Collection entries
⁂

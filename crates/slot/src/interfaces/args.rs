use alloy::primitives::{Address, B256, U256};
use clap::{Parser, ValueEnum};
use derive_builder::Builder;
use eyre::eyre;
use loupe_config::parse_url_arg;
use serde::Serialize;

use crate::{
    error::Error,
    utils::{
        derive::{parse_word, to_uint, SlotDerivation},
        layout::{FieldOrder, PackedLayout},
    },
};

/// How a raw storage word should be decoded.
#[derive(Debug, Clone, Copy, PartialEq, Eq, ValueEnum, Serialize)]
#[serde(rename_all = "snake_case")]
pub enum DecodeAs {
    /// The low 20 bytes, checksummed.
    Address,
    /// The full word as an unsigned integer.
    Uint,
    /// Packed fields, as described by `--widths` and `--order`.
    Packed,
}

#[derive(Debug, Clone, Parser, Builder)]
#[clap(
    about = "Read and decode a single storage slot of a contract",
    override_usage = "loupe slot <TARGET> [OPTIONS]"
)]
/// Arguments for the slot operation
///
/// The storage key is built from exactly one base (`--slot`, `--namespace` or `--erc7201`),
/// then each `--key` is applied as a mapping lookup in order, then `--index` as a dynamic
/// array lookup, and finally `--offset` as a struct field offset.
pub struct SlotArgs {
    /// The contract address to read storage from.
    #[clap(required = true)]
    pub target: String,

    /// The RPC URL to use for fetching data.
    /// This can be an explicit URL or a reference to a MESC endpoint.
    #[clap(long, short, value_parser = parse_url_arg, default_value = "", hide_default_value = true)]
    pub rpc_url: String,

    /// A literal slot, decimal or 0x-prefixed hex.
    #[clap(long, short, conflicts_with_all = ["namespace", "erc7201"])]
    pub slot: Option<String>,

    /// Use the unstructured storage slot `keccak256(<NAMESPACE>) - 1`, e.g.
    /// `eip1967.proxy.implementation`.
    #[clap(long, conflicts_with = "erc7201")]
    pub namespace: Option<String>,

    /// Use the ERC-7201 root slot of the given namespace id.
    #[clap(long)]
    pub erc7201: Option<String>,

    /// Mapping keys to apply to the base slot, in order. Addresses and integers are left
    /// padded to a word.
    #[clap(long = "key", short = 'k')]
    pub keys: Vec<String>,

    /// Treat the current slot as a dynamic array and select this element.
    #[clap(long, short)]
    pub index: Option<String>,

    /// The number of words a single array element occupies.
    #[clap(long, default_value = "1", hide_default_value = true)]
    pub element_words: u64,

    /// The struct field offset, in words, added to the final slot.
    #[clap(long, default_value = "0", hide_default_value = true)]
    pub offset: u64,

    /// How to decode the word. When omitted only the raw word is returned.
    #[clap(long, short, value_enum)]
    pub decode: Option<DecodeAs>,

    /// Bit widths of the packed fields, comma separated. Required with `--decode packed`.
    #[clap(long, short, value_delimiter = ',')]
    pub widths: Vec<usize>,

    /// Which end of the word the first packed field is read from.
    #[clap(long, value_enum, default_value_t = FieldOrder::HighFirst)]
    pub order: FieldOrder,

    /// The block number to read at. Defaults to the latest block.
    #[clap(long, short)]
    pub block: Option<u64>,

    /// Where to write the output: 'print' for the console, 'output' for
    /// `./output/<chain_id>/<target>/`, or any other directory
    #[clap(long = "output", short, default_value = "print", hide_default_value = true)]
    pub output: String,

    /// The name for the output file
    #[clap(long, short, default_value = "", hide_default_value = true)]
    pub name: String,
}

impl SlotArgs {
    /// Parses the target address.
    pub fn address(&self) -> Result<Address, Error> {
        parse_address(&self.target)
    }

    /// Builds the derivation steps described by the arguments, in application order. The last
    /// step resolves to the slot to read.
    pub fn derivations(&self) -> Result<Vec<SlotDerivation>, Error> {
        let base = match (&self.slot, &self.namespace, &self.erc7201) {
            (Some(slot), None, None) => SlotDerivation::Literal(parse_word(slot)?),
            (None, Some(id), None) => SlotDerivation::Namespaced(id.clone()),
            (None, None, Some(id)) => SlotDerivation::Erc7201(id.clone()),
            (None, None, None) => {
                return Err(Error::InvalidLayoutError(
                    "no slot given. pass one of --slot, --namespace or --erc7201".to_string(),
                ))
            }
            _ => {
                return Err(Error::InvalidLayoutError(
                    "--slot, --namespace and --erc7201 are mutually exclusive".to_string(),
                ))
            }
        };

        let mut current = base.resolve();
        let mut steps = vec![base];

        for key in &self.keys {
            let step = SlotDerivation::MappingEntry { base: current, key: parse_word(key)? };
            current = step.resolve();
            steps.push(step);
        }

        if let Some(index) = &self.index {
            if self.element_words == 0 {
                return Err(Error::InvalidLayoutError(
                    "array elements must occupy at least one word".to_string(),
                ));
            }

            let step = SlotDerivation::ArrayElement {
                base: current,
                index: to_uint(parse_word(index)?),
                element_words: U256::from(self.element_words),
            };
            current = step.resolve();
            steps.push(step);
        }

        if self.offset > 0 {
            steps.push(SlotDerivation::FieldOffset { base: current, offset: self.offset });
        }

        Ok(steps)
    }

    /// Resolves the storage key to read.
    pub fn slot_key(&self) -> Result<B256, Error> {
        self.derivations()?
            .last()
            .map(SlotDerivation::resolve)
            .ok_or_else(|| Error::InvalidLayoutError("empty slot derivation".to_string()))
    }

    /// The packed layout, when `--decode packed` was requested.
    pub fn packed_layout(&self) -> Result<Option<PackedLayout>, Error> {
        match self.decode {
            Some(DecodeAs::Packed) => {
                Ok(Some(PackedLayout::new(self.widths.clone())?.with_order(self.order)))
            }
            _ if !self.widths.is_empty() => Err(Error::InvalidLayoutError(
                "--widths is only meaningful with --decode packed".to_string(),
            )),
            _ => Ok(None),
        }
    }
}

impl SlotArgsBuilder {
    /// Creates a new SlotArgsBuilder with default values
    pub fn new() -> Self {
        Self {
            target: Some(String::new()),
            rpc_url: Some(String::new()),
            slot: Some(None),
            namespace: Some(None),
            erc7201: Some(None),
            keys: Some(Vec::new()),
            index: Some(None),
            element_words: Some(1),
            offset: Some(0),
            decode: Some(None),
            widths: Some(Vec::new()),
            order: Some(FieldOrder::HighFirst),
            block: Some(None),
            output: Some(String::from("print")),
            name: Some(String::new()),
        }
    }
}

#[derive(Debug, Clone, Parser, Builder)]
#[clap(
    about = "Read the implementation, admin and beacon addresses behind a proxy",
    override_usage = "loupe proxy <TARGET> [OPTIONS]"
)]
/// Arguments for the proxy operation
pub struct ProxyArgs {
    /// The proxy contract address.
    #[clap(required = true)]
    pub target: String,

    /// The RPC URL to use for fetching data.
    /// This can be an explicit URL or a reference to a MESC endpoint.
    #[clap(long, short, value_parser = parse_url_arg, default_value = "", hide_default_value = true)]
    pub rpc_url: String,

    /// The block number to read at. Defaults to the latest block.
    #[clap(long, short)]
    pub block: Option<u64>,

    /// Where to write the output: 'print' for the console, 'output' for
    /// `./output/<chain_id>/<target>/`, or any other directory
    #[clap(long = "output", short, default_value = "print", hide_default_value = true)]
    pub output: String,

    /// The name for the output file
    #[clap(long, short, default_value = "", hide_default_value = true)]
    pub name: String,
}

impl ProxyArgsBuilder {
    /// Creates a new ProxyArgsBuilder with default values
    pub fn new() -> Self {
        Self {
            target: Some(String::new()),
            rpc_url: Some(String::new()),
            block: Some(None),
            output: Some(String::from("print")),
            name: Some(String::new()),
        }
    }
}

#[derive(Debug, Clone, Parser, Builder)]
#[clap(
    about = "Compare raw storage slots of a contract between two blocks",
    override_usage = "loupe diff <TARGET> --slots <SLOTS> --from-block <BLOCK> [OPTIONS]"
)]
/// Arguments for the diff operation
///
/// Typically used around a proxy upgrade: pick a block before and after the implementation
/// swap and check that only the expected slots moved.
pub struct DiffArgs {
    /// The contract address to compare storage of.
    #[clap(required = true)]
    pub target: String,

    /// The RPC URL to use for fetching data.
    /// This can be an explicit URL or a reference to a MESC endpoint.
    #[clap(long, short, value_parser = parse_url_arg, default_value = "", hide_default_value = true)]
    pub rpc_url: String,

    /// Literal slots to compare, comma separated.
    #[clap(long, short, value_delimiter = ',')]
    pub slots: Vec<String>,

    /// Namespaced (`keccak256(id) - 1`) slots to compare, comma separated.
    #[clap(long = "namespaces", value_delimiter = ',')]
    pub namespaces: Vec<String>,

    /// The block to read the "before" values at.
    #[clap(long, short, alias = "start_block")]
    pub from_block: u64,

    /// The block to read the "after" values at. Defaults to the latest block.
    #[clap(long, short, alias = "end_block")]
    pub to_block: Option<u64>,

    /// Where to write the output: 'print' for the console, 'output' for
    /// `./output/<chain_id>/<target>/`, or any other directory
    #[clap(long = "output", short, default_value = "print", hide_default_value = true)]
    pub output: String,

    /// The name for the output file
    #[clap(long, short, default_value = "", hide_default_value = true)]
    pub name: String,
}

impl DiffArgs {
    /// Parses the target address.
    pub fn address(&self) -> Result<Address, Error> {
        parse_address(&self.target)
    }

    /// Every slot to compare, literal slots first.
    pub fn slot_keys(&self) -> Result<Vec<B256>, Error> {
        let mut keys =
            self.slots.iter().map(|slot| parse_word(slot)).collect::<Result<Vec<_>, _>>()?;
        keys.extend(
            self.namespaces.iter().map(|id| SlotDerivation::Namespaced(id.clone()).resolve()),
        );

        if keys.is_empty() {
            return Err(Error::InvalidLayoutError(
                "no slots given. pass --slots and/or --namespaces".to_string(),
            ));
        }

        Ok(keys)
    }
}

impl DiffArgsBuilder {
    /// Creates a new DiffArgsBuilder with default values
    pub fn new() -> Self {
        Self {
            target: Some(String::new()),
            rpc_url: Some(String::new()),
            slots: Some(Vec::new()),
            namespaces: Some(Vec::new()),
            from_block: Some(0),
            to_block: Some(None),
            output: Some(String::from("print")),
            name: Some(String::new()),
        }
    }
}

pub(crate) fn parse_address(target: &str) -> Result<Address, Error> {
    target
        .trim()
        .parse::<Address>()
        .map_err(|e| eyre!("invalid target address '{target}': {e}").into())
}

⁂

Wherever a line contains the string "about", copy that line from the data.

    about = "Read and decode a single storage slot of a contract",
    about = "Read the implementation, admin and beacon addresses behind a proxy",
    about = "Compare raw storage slots of a contract between two blocks",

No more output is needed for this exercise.